What you will do
Every entry should be transcribed word for word, so that nothing is missing.

BEGIN Data provided

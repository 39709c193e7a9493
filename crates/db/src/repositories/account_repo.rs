//! Repository for the `accounts` table.

use habitcat_core::types::DbId;
use sqlx::PgPool;

use crate::models::account::{Account, CreateAccount};

/// Column list shared across queries to avoid repetition.
const COLUMNS: &str = "id, email, password_hash, created_at";

/// Provides create and lookup operations for accounts.
pub struct AccountRepo;

impl AccountRepo {
    /// Insert a new account, returning the created row.
    ///
    /// A duplicate email violates `uq_accounts_email`.
    pub async fn create(pool: &PgPool, input: &CreateAccount) -> Result<Account, sqlx::Error> {
        let query = format!(
            "INSERT INTO accounts (email, password_hash)
             VALUES ($1, $2)
             RETURNING {COLUMNS}"
        );
        sqlx::query_as::<_, Account>(&query)
            .bind(&input.email)
            .bind(&input.password_hash)
            .fetch_one(pool)
            .await
    }

    /// Find an account by internal ID.
    pub async fn find_by_id(pool: &PgPool, id: DbId) -> Result<Option<Account>, sqlx::Error> {
        let query = format!("SELECT {COLUMNS} FROM accounts WHERE id = $1");
        sqlx::query_as::<_, Account>(&query)
            .bind(id)
            .fetch_optional(pool)
            .await
    }

    /// Find an account by email (case-sensitive).
    pub async fn find_by_email(pool: &PgPool, email: &str) -> Result<Option<Account>, sqlx::Error> {
        let query = format!("SELECT {COLUMNS} FROM accounts WHERE email = $1");
        sqlx::query_as::<_, Account>(&query)
            .bind(email)
            .fetch_optional(pool)
            .await
    }
}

END Data provided

Answer to the problem
repository 39709c193e7a9493
filename crates/db/src/repositories/account_repo.rs
//! Repository for the `accounts` table.

use habitcat_core::types::DbId;
use sqlx::PgPool;

use crate::models::account::{Account, CreateAccount};

/// Column list shared across queries to avoid repetition.
const COLUMNS: &str = "id, email, password_hash, created_at";

/// Provides create and lookup operations for accounts.
pub struct AccountRepo;

impl AccountRepo {
    /// Insert a new account, returning the created row.
    ///
    /// A duplicate email violates `uq_accounts_email`.
    pub async fn create(pool: &PgPool, input: &CreateAccount) -> Result<Account, sqlx::Error> {
        let query = format!(
            "INSERT INTO accounts (email, password_hash)
             VALUES ($1, $2)
             RETURNING {COLUMNS}"
        );
        sqlx::query_as::<_, Account>(&query)
            .bind(&input.email)
            .bind(&input.password_hash)
            .fetch_one(pool)
            .await
    }

    /// Find an account by internal ID.
    pub async fn find_by_id(pool: &PgPool, id: DbId) -> Result<Option<Account>, sqlx::Error> {
        let query = format!("SELECT {COLUMNS} FROM accounts WHERE id = $1");
        sqlx::query_as::<_, Account>(&query)
            .bind(id)
            .fetch_optional(pool)
            .await
    }

    /// Find an account by email (case-sensitive).
    pub async fn find_by_email(pool: &PgPool, email: &str) -> Result<Option<Account>, sqlx::Error> {
        let query = format!("SELECT {COLUMNS} FROM accounts WHERE email = $1");
        sqlx::query_as::<_, Account>(&query)
            .bind(email)
            .fetch_optional(pool)
            .await
    }
}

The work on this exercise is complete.